Addressing the nation

President George Bush made his annual State of the Union address to the American people Tuesday night. With promises of alternate energy sources, stronger borders and more stringent immigration laws and an eventual end to the occupation in the Middle East, the president rallied Congress with a convincing plea for action.

President Bush began his speech address the Congressmen around him in a realistic and honest fashion.

“We’re not the first to come here with a government divided and uncertainty in the air. Like many before us, we can work through our differences, and achieve big things for the American people,” the president said.

The president first promised to deliver a full report on the state of the American economy within the next week. He then went straight into the issue of balancing the federal budget.

“What we need to do is impose spending discipline in Washington, D.C. We set a goal of cutting the deficit in half by 2009, and met that goal three years ahead of schedule,” he said. “Now let us take the next step. In the coming weeks, I will submit a budget that eliminates the federal deficit within the next five years.”

In regard to the budget, the president also addressed the importance of managing entitlements for the country. He intends to accomplish this goal using two steps: the first, a standard tax deduction for health insurance, similar to the tax deduction for dependents and the second, to assist the states that are coming up with innovative ways to cover the uninsured.

“With enough good sense and goodwill, you and I can fix Medicare and Medicaid — and save Social Security,” the president said. “When it comes to health care, government has an obligation to care for the elderly, the disabled, and poor children. And we will meet those responsibilities.”

SGA president Chris Whitaker was cynical about these statements because of recent opposing political actions.

“I don’t see how President Bush plans on continuing some of his new programs and keeping the taxcuts because the House just passed paygo rules,” he said.

Next, the president addressed the vital interest in diversifying America’s energy supply.

“We must continue changing the way America generates electric power, by even greater use of clean coal technology, solar and wind energy, and clean, safe nuclear power. We need to press on with battery research for plug-in and hybrid vehicles, and expand the use of clean diesel vehicles and biodiesel fuel,” he said. “We must continue investing in new methods of producing ethanol using everything from wood chips to grasses, to agricultural wastes.”

After that, the president addressed the issue of border security and the instigation of a temporary worker program, in order to “establish a legal and orderly path for foreign workers to enter our country to work on a temporary basis.”

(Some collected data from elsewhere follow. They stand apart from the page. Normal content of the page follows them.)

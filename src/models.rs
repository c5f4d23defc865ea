//! Register tables for the supported Systemair models.
//!
//! All addresses are Modbus client offsets (documentation address - 1).

use crate::register_map::{DeviceModel, Encoding, RegisterDefinition, RegisterMap};

const fn holding_u16(key: &'static str, address: u16) -> RegisterDefinition {
    RegisterDefinition::holding(key, address).encoding(Encoding::Uint16)
}

const fn input_u16(key: &'static str, address: u16) -> RegisterDefinition {
    RegisterDefinition::input(key, address).encoding(Encoding::Uint16)
}

const fn input_u32(key: &'static str, address: u16) -> RegisterDefinition {
    RegisterDefinition::input(key, address).encoding(Encoding::Uint32)
}

/// Signed 0.1 °C holding register.
const fn holding_temp(key: &'static str, address: u16) -> RegisterDefinition {
    RegisterDefinition::holding(key, address).temperature()
}

/// Unsigned 0.1 °C holding register (setpoints).
const fn holding_temp_u16(key: &'static str, address: u16) -> RegisterDefinition {
    holding_temp(key, address).encoding(Encoding::Uint16)
}

const fn input_temp(key: &'static str, address: u16) -> RegisterDefinition {
    RegisterDefinition::input(key, address).temperature()
}

// ============================================================================
// SAVE
// ============================================================================

pub const ADDR_MODE_STATUS: u16 = 1160;
pub const ADDR_MODE_COMMAND: u16 = 1161;
pub const ADDR_MANUAL_SPEED_COMMAND: u16 = 1130;
pub const ADDR_SUPPLY_AIR_SETPOINT: u16 = 2000;
pub const ADDR_ECO_HEAT_OFFSET: u16 = 2503;
pub const ADDR_ECO_MODE: u16 = 2504;
pub const ADDR_FREE_COOLING_ENABLE: u16 = 4100;
pub const ADDR_FILTER_REPLACEMENT_PERIOD: u16 = 7000;

const SAVE_REGISTERS: &[RegisterDefinition] = &[
    // Modes and time settings
    input_u16("summer_winter_operation_1_0", 1038),
    holding_u16("holiday_mode_duration", 1100).unit("days"),
    holding_u16("away_mode_duration", 1101).unit("h"),
    holding_u16("fireplace_mode_duration", 1102).unit("min"),
    holding_u16("refresh_mode_duration", 1103).unit("min"),
    holding_u16("crowded_mode_duration", 1104).unit("h"),
    input_u32("countdown_mode_time", 1110).unit("s"),
    // System status
    input_u16("iaq_level", 1122),
    holding_u16("manual_mode_command_register", ADDR_MANUAL_SPEED_COMMAND),
    input_u16("mode_status_register", ADDR_MODE_STATUS),
    holding_u16("mode_command_register", ADDR_MODE_COMMAND),
    // Fan speeds per special mode
    input_u16("saf_speed_holiday", 1220).unit("rpm"),
    input_u16("eaf_speed_holiday", 1221).unit("rpm"),
    input_u16("saf_speed_cooker_hood", 1222).unit("rpm"),
    input_u16("eaf_speed_cooker_hood", 1223).unit("rpm"),
    input_u16("saf_speed_vacuumcleaner", 1224).unit("rpm"),
    input_u16("eaf_speed_vacuumcleaner", 1225).unit("rpm"),
    // Outdoor compensation
    holding_u16("fan_speed_comp_winter", 1251).unit("%"),
    holding_temp("fan_speed_comp_checked", 1252),
    holding_temp("fan_speed_comp_winter_max_temp", 1253),
    input_u16("fan_speed_comp_read", 1254).unit("%"),
    holding_temp("fan_speed_comp_winter_start_temp", 1255),
    holding_temp("fan_speed_comp_summer_start_temp", 1256),
    holding_temp("fan_speed_comp_max_temp", 1257),
    holding_u16("fan_speed_comp_summer", 1258).unit("%"),
    // Fan level status
    input_u16("saf_speed_low", 1302).unit("rpm"),
    input_u16("eaf_speed_low", 1303).unit("rpm"),
    holding_u16("fan_manual_stop_allowed_register", 1352),
    // Fan limits
    holding_u16("saf_speed_minimum_rpm", 1410).unit("rpm"),
    holding_u16("eaf_speed_minimum_rpm", 1411).unit("rpm"),
    holding_u16("saf_speed_low_rpm", 1412).unit("rpm"),
    holding_u16("eaf_speed_low_rpm", 1413).unit("rpm"),
    holding_u16("saf_speed_normal", 1414).unit("rpm"),
    holding_u16("eaf_speed_normal", 1415).unit("rpm"),
    holding_u16("saf_speed_high", 1416).unit("rpm"),
    holding_u16("eaf_speed_high", 1417).unit("rpm"),
    holding_u16("saf_speed_maximum", 1418).unit("rpm"),
    holding_u16("eaf_speed_maximum", 1419).unit("rpm"),
    // Temperature settings
    holding_temp_u16("supply_air_setpoint", ADDR_SUPPLY_AIR_SETPOINT),
    holding_temp_u16("exhaust_air_sp", 2012),
    holding_temp_u16("exhaust_air_min_sp", 2020),
    holding_temp_u16("exhaust_air_max_sp", 2021),
    holding_u16("supply_air_room_exhaust_reg", 2030),
    // Heating and humidity
    input_u16("triac_after_manual_override", 2148).unit("%"),
    holding_u16("moisture_extraction_sp", 2202)
        .unit("%")
        .device_class("humidity"),
    holding_u16("calculated_moisture_extraction", 2210)
        .unit("%")
        .device_class("humidity"),
    holding_u16("calculated_moisture_intake", 2211)
        .unit("%")
        .device_class("humidity"),
    // Eco
    holding_temp_u16("eco_heat_offset", ADDR_ECO_HEAT_OFFSET),
    holding_u16("eco_mode", ADDR_ECO_MODE),
    input_u16("eco_function_active", 2505),
    // Free cooling
    holding_u16("free_cooling_enable", ADDR_FREE_COOLING_ENABLE),
    holding_temp("free_cooling_daytime_min_temp", 4101),
    holding_temp("free_cooling_night_high_limit", 4102),
    holding_temp("free_cooling_night_low_limit", 4103),
    holding_temp("free_cooling_room_cancel_temp", 4104),
    holding_u16("free_cooling_start_time_h", 4105),
    holding_u16("free_cooling_start_time_m", 4106),
    holding_u16("free_cooling_end_time_h", 4107),
    holding_u16("free_cooling_end_time_m", 4108),
    input_u16("free_cooling_active", 4110),
    holding_u16("free_cooling_min_speed_saf", 4111),
    holding_u16("free_cooling_min_speed_eaf", 4112),
    // Filter
    holding_u16("filter_replacement_period", ADDR_FILTER_REPLACEMENT_PERIOD).unit("months"),
    input_u32("time_to_filter_replacement", 7004).unit("s"),
    input_u32("filter_replacement_time", 7001).unit("s"),
    // Sensors
    input_u16("digital_ui_1", 12020),
    input_temp("outdoor_temperature", 12101),
    input_temp("supply_temperature", 12102),
    input_temp("efficiency_temperature", 12106),
    input_temp("overheat_temperature", 12107),
    input_u16("relative_moisture_extraction", 12135)
        .unit("%")
        .device_class("humidity"),
    input_u16("saf_speed_rpm", 12400).unit("rpm"),
    input_u16("eaf_speed_rpm", 12401).unit("rpm"),
    input_temp("extract_temperature", 12543),
    // Outputs and alarms
    input_u16("supply_air_fan_pwr_fact", 14000).unit("%"),
    input_u16("extractor_fan_pwr_fact", 14001).unit("%"),
    input_u16("heat_recovery", 14102).unit("%"),
    input_u16("triac_control_signal", 14380),
    input_u16("filter_alarm", 15141),
    input_u16("supply_air_temp_low_alarm", 15176),
    input_u16("filter_warning_alarm", 15543),
    input_u16("filter_warning_alarm_delay_counter", 15548),
    input_u16("a_alarm", 15900),
    input_u16("b_alarm", 15901),
    input_u16("c_alarm", 15902),
];

/// Systemair SAVE register map.
pub const SAVE: RegisterMap = RegisterMap::new(DeviceModel::Save, SAVE_REGISTERS);

// ============================================================================
// Legacy CD4
// ============================================================================

pub const ADDR_FAN_SPEED_LEVEL: u16 = 100;

/// Deliberately small: older panels fault on reads of unknown registers.
const LEGACY_CD4_REGISTERS: &[RegisterDefinition] = &[
    holding_u16("fan_speed_level", ADDR_FAN_SPEED_LEVEL),
    holding_u16("system_type", 500),
    holding_u16("system_prog_v_high", 501),
    holding_u16("system_prog_v_mid", 502),
    holding_u16("system_prog_v_low", 503),
    holding_u16("filter_months", 600).unit("months"),
    holding_u16("filter_days", 601).unit("days"),
    holding_u16("sf_rpm", 110).unit("rpm"),
    holding_u16("ef_rpm", 111).unit("rpm"),
    holding_u16("manual_fan_stop_allowed", 113),
];

/// Systemair CD4 / D24810 register map.
pub const LEGACY_CD4: RegisterMap = RegisterMap::new(DeviceModel::LegacyCd4, LEGACY_CD4_REGISTERS);

// ============================================================================
// Unit variants
// ============================================================================

/// A named unit variant and its nominal maximum air flow.
#[derive(Debug, Clone, Copy, PartialEq, Eq)]
pub struct UnitVariant {
    pub name: &'static str,
    /// m³/h at 50 Pa reference pressure.
    pub nominal_max_flow: Option<u16>,
}

const fn variant(name: &'static str, nominal_max_flow: Option<u16>) -> UnitVariant {
    UnitVariant {
        name,
        nominal_max_flow,
    }
}

pub const GENERIC_UNIT_VARIANT: &str = "Generic (legacy x3)";

pub const UNIT_VARIANTS: &[UnitVariant] = &[
    variant(GENERIC_UNIT_VARIANT, None),
    variant("VSR 150/B", Some(169)),
    variant("VSR 200/B", Some(284)),
    variant("VSR 300", Some(368)),
    variant("VSR 400", Some(615)),
    variant("VSR 500", Some(609)),
    variant("VSR 700", Some(870)),
    variant("VTR 100/B", Some(150)),
    variant("VTR 150/B", Some(268)),
    variant("VTR 250/B", Some(307)),
    variant("VTR 275/B", Some(316)),
    variant("VTR 300", Some(368)),
    variant("VTR 350/B", Some(504)),
    variant("VTR 500", Some(572)),
    variant("VTR 700", Some(951)),
];

/// Look up a unit variant by name, ignoring case and surrounding whitespace.
pub fn find_unit_variant(name: &str) -> Option<&'static UnitVariant> {
    let name = name.trim();
    UNIT_VARIANTS
        .iter()
        .find(|v| v.name.eq_ignore_ascii_case(name))
}

/// m³/h per fan percent. Without a nominal flow the legacy factor 3 applies.
pub fn flow_factor(nominal_max_flow: Option<u16>) -> f64 {
    match nominal_max_flow {
        Some(qv) if qv > 0 => f64::from(qv) / 100.0,
        _ => 3.0,
    }
}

“We need to uphold the great tradition of the melting pot that welcomes and assimilates new arrivals. We need to resolve the status of the illegal immigrants who are already in our country without animosity and without amnesty,” he said.

President Bush continued his speech by addressing the primary issue on the minds of the majority of Americans, the conflict in the Middle East and the recent surge of 21,500 troops to Iraq.

“We’re carrying out a new strategy in Iraq — a plan that demands more from Iraq’s elected government, and gives our forces in Iraq the reinforcements they need to complete their mission,” said the president. “Our goal is a democratic Iraq that upholds the rule of law, respects the rights of its people, provides them security, and is an ally in the war on terror.”

With the ever increasing negative attitude toward the continual engagement in the conflict, the president was steadfast in his belief that pushing onward is still the only option for America.

“This war is more than a clash of arms — it is a decisive ideological struggle, and the security of our nation is in the balance. To prevail, we must remove the conditions that inspire blind hatred, and drove 19 men to get onto airplanes and to come and kill us. What every terrorist fears most is human freedom,” he said.

In regards to the president’s commentary on the war in Iraq, senior D.J. Pressley agreed with his opinions and was encouraged by the speech.

“As the power we are, America can not afford to back out of the war in Iraq. Despite any reason for going to war, failure is not an option, but neither is another Vietnam,” he said. “Therefore, I agree that we must do whatever is necessary to end the war as quickly as possible.”

The president also assured his audience that, although the war in the Middle East is a prime concern, America is acting elsewhere.

“Together with our partners in China, Japan, Russia, and South Korea, we’re pursuing intensive diplomacy to achieve a Korean Peninsula free of nuclear weapons,” he said.

The president concluded the speech on a positive note, commenting on the spirit and character of America.

“We’ve met challenges and faced dangers, and we know that more lie ahead. Yet we can go forward with confidence — because the State of our Union is strong, our cause in the world is right, and tonight that cause goes on,” he said.